On the International Day of Women and Girls in Science 2026, we rightly talk about representation, pathways, and opportunity. All of that matters. But underneath it all is something more fragile — and more powerful….the question.

I still remember the moment I learned to stop asking questions. Not because anyone told me to. No one said, Don’t be curious. No one shut me down outright. It was quieter than that.
A look. A pause that lingered too long. A sense that I was slowing things down.
So, I did what many women learn to do early in life. I adapted. I softened the question. I waited until later. Eventually, I learned to answer things for myself — not because I didn’t want to ask, but because asking no longer felt welcome.
That lesson stays with you.
When I sit across from women writers now I hear the echo of it all the time.
“I should probably already know this.”
“This might be a silly question.”
“I’ll figure it out first and come back.”

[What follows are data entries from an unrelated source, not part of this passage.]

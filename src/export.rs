//! Annotation export: resolve a window, tag it, optionally align to tokens.
//!
//! # Window resolution
//!
//! | bound | 1st choice | 2nd choice | fallback |
//! |-------|-----------|------------|----------|
//! | begin | explicit argument | first `begin annotation` row | minimal `start` |
//! | end   | explicit argument | first `end annotation` row | maximal `end` |
//!
//! Unless `whole_file` is set the text is cut to `[begin.start, end.end)`
//! (in characters) and tagging runs with `begin.start` as offset.

use chrono::{DateTime, Utc};
use log::debug;
use serde::{Deserialize, Serialize};

use crate::offset::{char_len, char_slice};
use crate::store::AnnotationStore;
use crate::tagging::{SpanIndex, TagSet, TokenAligner};
use crate::tokenize::{Tokenization, Tokenizer};
use crate::{Error, Result};
use texanno_core::Annotation;

/// One exported position: a character or token surface string and its tags.
///
/// Serializes as a `[surface, [tags...]]` pair.
#[derive(Debug, Clone, PartialEq, Eq, Serialize, Deserialize)]
pub struct IobTag(pub String, pub TagSet);

impl IobTag {
    /// Surface string.
    #[must_use]
    pub fn surface(&self) -> &str {
        &self.0
    }

    /// Tag set.
    #[must_use]
    pub fn tags(&self) -> &TagSet {
        &self.1
    }
}

/// Result of an export.
#[derive(Debug, Clone, PartialEq, Eq, Serialize, Deserialize)]
pub struct ExportResult {
    /// Tagged positions: one per character, or one per traceable token.
    pub iob_tags: Vec<IobTag>,
    /// The annotations the export was built from, unchanged.
    pub annotations: Vec<Annotation>,
    /// Resolved window start annotation.
    pub begin: Annotation,
    /// Resolved window end annotation.
    pub end: Annotation,
    /// The (possibly sliced) text that was tagged.
    #[serde(alias = "tex")]
    pub text: String,
}

impl ExportResult {
    /// Tag sets in position order.
    #[must_use]
    pub fn tag_sequence(&self) -> Vec<TagSet> {
        self.iob_tags.iter().map(|t| t.1.clone()).collect()
    }

    /// Number of tagged positions.
    #[must_use]
    pub fn len(&self) -> usize {
        self.iob_tags.len()
    }

    /// Check if empty.
    #[must_use]
    pub fn is_empty(&self) -> bool {
        self.iob_tags.is_empty()
    }
}

/// Pick the export window's begin and end annotations.
///
/// Fails with [`Error::EmptyAnnotationSet`] only when a bound is not given
/// explicitly and there are no annotations to derive it from.
pub fn resolve_window(
    annotations: &[Annotation],
    begin: Option<&Annotation>,
    end: Option<&Annotation>,
) -> Result<(Annotation, Annotation)> {
    let begin = match begin {
        Some(b) => b.clone(),
        None => annotations
            .iter()
            .find(|a| a.is_begin_sentinel())
            .or_else(|| annotations.iter().min_by_key(|a| a.start))
            .cloned()
            .ok_or(Error::EmptyAnnotationSet)?,
    };
    let end = match end {
        Some(e) => e.clone(),
        None => annotations
            .iter()
            .find(|a| a.is_end_sentinel())
            .or_else(|| annotations.iter().rev().max_by_key(|a| a.end))
            .cloned()
            .ok_or(Error::EmptyAnnotationSet)?,
    };
    Ok((begin, end))
}

/// Builds [`ExportResult`]s.
#[derive(Debug, Clone, Copy, Default)]
pub struct AnnotationExporter {
    /// Character tagging configuration.
    pub span_index: SpanIndex,
    /// Tag the whole text instead of the resolved window.
    pub whole_file: bool,
}

impl AnnotationExporter {
    /// Exporter with the given tagging configuration.
    #[must_use]
    pub fn new(span_index: SpanIndex) -> Self {
        Self {
            span_index,
            whole_file: false,
        }
    }

    /// Tag the whole text rather than the window.
    #[must_use]
    pub fn with_whole_file(mut self, whole_file: bool) -> Self {
        self.whole_file = whole_file;
        self
    }

    /// Export `annotations` over `raw_text`.
    ///
    /// With `tokens`, the tokenization must be of the text actually tagged
    /// (the window, or the whole text when `whole_file` is set). Use
    /// [`AnnotationExporter::export_with`] to let the exporter tokenize.
    pub fn export(
        &self,
        annotations: &[Annotation],
        raw_text: &str,
        tokens: Option<&Tokenization>,
        begin: Option<&Annotation>,
        end: Option<&Annotation>,
    ) -> Result<ExportResult> {
        let (begin, end) = resolve_window(annotations, begin, end)?;
        let (text, offset) = self.window_text(raw_text, &begin, &end);

        let text_len = char_len(&text);
        let char_tags = self.span_index.tag(text_len, annotations, offset);

        let iob_tags: Vec<IobTag> = match tokens {
            Some(tokens) => TokenAligner::align_offsets(tokens.offsets(), &char_tags)
                .into_iter()
                .map(|(idx, tags)| {
                    IobTag(tokens.token_str(idx).unwrap_or_default().to_string(), tags)
                })
                .collect(),
            None => text
                .chars()
                .zip(char_tags)
                .map(|(ch, tags)| IobTag(ch.to_string(), tags))
                .collect(),
        };

        match tokens {
            Some(tokens) => debug!(
                "export: window [{}, {}] -> {} chars, {} of {} tokens traceable",
                begin.start,
                end.end,
                text_len,
                tokens.offsets().traceable(),
                tokens.len()
            ),
            None => debug!(
                "export: window [{}, {}] -> {} chars",
                begin.start, end.end, text_len
            ),
        }

        Ok(ExportResult {
            iob_tags,
            annotations: annotations.to_vec(),
            begin,
            end,
            text,
        })
    }

    /// Export, tokenizing the tagged text with `tokenizer` first.
    pub fn export_with(
        &self,
        annotations: &[Annotation],
        raw_text: &str,
        tokenizer: &dyn Tokenizer,
        begin: Option<&Annotation>,
        end: Option<&Annotation>,
    ) -> Result<ExportResult> {
        let (b, e) = resolve_window(annotations, begin, end)?;
        let (text, _) = self.window_text(raw_text, &b, &e);
        let tokens = tokenizer.tokenize(&text)?;
        debug!("export: {} tokenizer produced {} tokens", tokenizer.name(), tokens.len());
        self.export(annotations, raw_text, Some(&tokens), Some(&b), Some(&e))
    }

    /// Text to tag and its absolute char offset. The window runs from the
    /// begin annotation's start through the end annotation's last covered
    /// character, read with the configured span boundary.
    fn window_text(&self, raw_text: &str, begin: &Annotation, end: &Annotation) -> (String, usize) {
        if self.whole_file {
            (raw_text.to_string(), 0)
        } else {
            let stop = self.span_index.boundary.exclusive_end(end.end);
            (char_slice(raw_text, begin.start, stop).to_string(), begin.start)
        }
    }
}

/// Export a stored save: load its annotations and its document's text.
///
/// `timestamp` of `None` selects the user's latest save on the document.
pub fn export_save(
    store: &dyn AnnotationStore,
    exporter: &AnnotationExporter,
    file_id: &str,
    user_id: &str,
    timestamp: Option<&DateTime<Utc>>,
    tokenizer: Option<&dyn Tokenizer>,
) -> Result<ExportResult> {
    let annotations = store.load_annotations(file_id, user_id, timestamp)?;
    let text = store.document_text(file_id)?;
    match tokenizer {
        Some(tokenizer) => exporter.export_with(&annotations, &text, tokenizer, None, None),
        None => exporter.export(&annotations, &text, None, None, None),
    }
}

#[cfg(test)]
mod tests {
    use super::*;
    use crate::tokenize::WordTokenizer;
    use texanno_core::{BEGIN_ANNOTATION, END_ANNOTATION};

    fn set(tags: &[&str]) -> TagSet {
        tags.iter().map(|t| t.to_string()).collect()
    }

    #[test]
    fn test_resolve_window_prefers_explicit_then_sentinels() {
        let annos = vec![
            Annotation::new("d", 2, 5, "definition"),
            Annotation::new("s", 1, 1, BEGIN_ANNOTATION),
            Annotation::new("e", 8, 9, END_ANNOTATION),
        ];
        let (b, e) = resolve_window(&annos, None, None).unwrap();
        assert_eq!((b.id.as_str(), e.id.as_str()), ("s", "e"));

        let explicit = Annotation::new("x", 0, 0, "anything");
        let (b, e) = resolve_window(&annos, Some(&explicit), None).unwrap();
        assert_eq!((b.id.as_str(), e.id.as_str()), ("x", "e"));
    }

    #[test]
    fn test_resolve_window_falls_back_to_extremes() {
        let annos = vec![
            Annotation::new("a", 4, 6, "proof"),
            Annotation::new("b", 1, 3, "name"),
            Annotation::new("c", 5, 9, "theorem"),
        ];
        let (b, e) = resolve_window(&annos, None, None).unwrap();
        assert_eq!(b.id, "b");
        assert_eq!(e.id, "c");
    }

    #[test]
    fn test_resolve_window_empty() {
        assert!(matches!(
            resolve_window(&[], None, None),
            Err(Error::EmptyAnnotationSet)
        ));
        let b = Annotation::new("b", 0, 0, BEGIN_ANNOTATION);
        let e = Annotation::new("e", 3, 3, END_ANNOTATION);
        assert!(resolve_window(&[], Some(&b), Some(&e)).is_ok());
    }

    #[test]
    fn test_export_characters() {
        let annos = vec![Annotation::new("d", 0, 2, "definition").with_text("AB")];
        let result = AnnotationExporter::default()
            .export(&annos, "ABCDE", None, None, None)
            .unwrap();
        // Window is [0, 2): only the annotation itself.
        assert_eq!(result.text, "AB");
        assert_eq!(result.iob_tags[0], IobTag("A".into(), set(&["B-definition"])));
        assert_eq!(result.iob_tags[1], IobTag("B".into(), set(&["I-definition"])));

        let whole = AnnotationExporter::default()
            .with_whole_file(true)
            .export(&annos, "ABCDE", None, None, None)
            .unwrap();
        assert_eq!(whole.len(), 5);
        assert_eq!(whole.iob_tags[4].tags(), &set(&["O"]));
    }

    #[test]
    fn test_inclusive_window_keeps_last_character() {
        use crate::tagging::{SpanBoundary, SpanIndex};

        let annos = vec![Annotation::new("d", 0, 4, "definition")];
        let exporter = AnnotationExporter::new(SpanIndex::new(SpanBoundary::Inclusive));

        let windowed = exporter.export(&annos, "ABCDE", None, None, None).unwrap();
        assert_eq!(windowed.text, "ABCDE");
        assert_eq!(windowed.len(), 5);
        assert_eq!(windowed.iob_tags[4], IobTag("E".into(), set(&["I-definition"])));

        let whole = exporter
            .with_whole_file(true)
            .export(&annos, "ABCDE", None, None, None)
            .unwrap();
        assert_eq!(whole.iob_tags, windowed.iob_tags);

        // An end past the text is clipped, not an error.
        let past = vec![Annotation::new("d", 2, 9, "definition")];
        let clipped = exporter.export(&past, "ABCDE", None, None, None).unwrap();
        assert_eq!(clipped.text, "CDE");
    }

    #[test]
    fn test_export_window_from_sentinels() {
        let text = "Intro. A group is a set. Done.";
        let annos = vec![
            Annotation::new("b", 7, 7, BEGIN_ANNOTATION),
            Annotation::new("d", 9, 14, "definition").with_text("group"),
            Annotation::new("e", 24, 24, END_ANNOTATION),
        ];
        let result = AnnotationExporter::default()
            .export(&annos, text, None, None, None)
            .unwrap();
        assert_eq!(result.text, "A group is a set.");
        assert_eq!(result.iob_tags[2].surface(), "g");
        assert_eq!(result.iob_tags[2].tags(), &set(&["B-definition"]));
        assert_eq!(result.iob_tags[0].tags(), &set(&["O"]));
    }

    #[test]
    fn test_export_tokens() {
        let text = "Let G be a group";
        let annos = vec![
            Annotation::new("n", 4, 5, "name"),
            Annotation::new("d", 0, 16, "definition"),
        ];
        let result = AnnotationExporter::default()
            .export_with(&annos, text, &WordTokenizer, None, None)
            .unwrap();
        let surfaces: Vec<&str> = result.iob_tags.iter().map(IobTag::surface).collect();
        assert_eq!(surfaces, vec!["Let", "G", "be", "a", "group"]);
        assert_eq!(result.iob_tags[0].tags(), &set(&["B-definition"]));
        assert_eq!(result.iob_tags[1].tags(), &set(&["B-name", "I-definition"]));
        assert_eq!(result.iob_tags[4].tags(), &set(&["I-definition"]));
    }

    #[test]
    fn test_export_serializes_pairs() {
        let annos = vec![Annotation::new("d", 0, 1, "name")];
        let result = AnnotationExporter::default()
            .export(&annos, "xy", None, None, None)
            .unwrap();
        let json = serde_json::to_value(&result).unwrap();
        assert_eq!(json["iob_tags"][0], serde_json::json!(["x", ["B-name"]]));
        assert_eq!(json["text"], "x");
    }
}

These are intelligent, capable women. Curious women. Women who care deeply about doing good work.
What they’ve learned isn’t a lack of curiosity. It’s restraint.
We like to talk about confidence as though it appears fully formed. As though one day you simply wake up and decide you belong in the room. But confidence is often built — or eroded — much earlier than that.
Girls are praised for being good. For being neat. For finishing what they’re given. For arriving at the correct answer.
Curiosity doesn’t always behave that way. It is inefficient. It asks “why?” again, after the explanation has already been given. It wanders sideways when everyone else is moving forward. So many girls learn, gently and repeatedly, that curiosity is something to manage rather than trust.
Science, of course, runs on curiosity. So does writing, business and any form of leadership that isn’t simply maintenance. Nothing meaningful I’ve ever built came from certainty. It came from not knowing — and being willing to sit with that discomfort long enough to explore.
But here’s the problem: by adulthood, many women have learned that not knowing feels dangerous.
It looks unprofessional.
It feels exposed.
It carries the risk of being judged.
So they wait until they’re certain before they speak. And often, they wait far too long.
One of the many reasons Scribbly exists at all is because I kept meeting women who were quietly apologising for learning.
“I don’t want to waste your time.”
“I know you’re busy.”
“I just have a quick question.”
Curiosity doesn’t disappear when it’s discouraged. It just learns to whisper. And whispered curiosity rarely changes systems.
On the International Day of Women and Girls in Science 2026, we rightly talk about representation, pathways, and opportunity. All of that matters. But underneath it all is something more fragile — and more powerful.
The question.
The moment a girl wonders how something works. The courage it takes to ask it out loud. The response she receives in return.
Because curiosity grows where uncertainty is allowed. Where “I don’t know yet” isn’t a flaw.
Where exploration is valued more than polish. Where questions aren’t treated as interruptions.
If you’re raising, teaching, mentoring, or simply being around girls, this matters. How you answer questions. How patient you are with repetition. How you respond when curiosity slows things down.
And if you’re a woman reading this, feeling that familiar tightening — that hesitation before asking — I want you to hear this clearly:
You are not behind.
You are not wasting anyone’s time.
You are not meant to arrive fully formed.
Curiosity is not something you outgrow. It’s something you reclaim.
Science needs it.
Writing depends on it.
The world moves forward because someone keeps asking why — even when it would be easier not to.
Curiosity is a skill. And it’s one we should be protecting in girls — and gently restoring in women — every chance we get.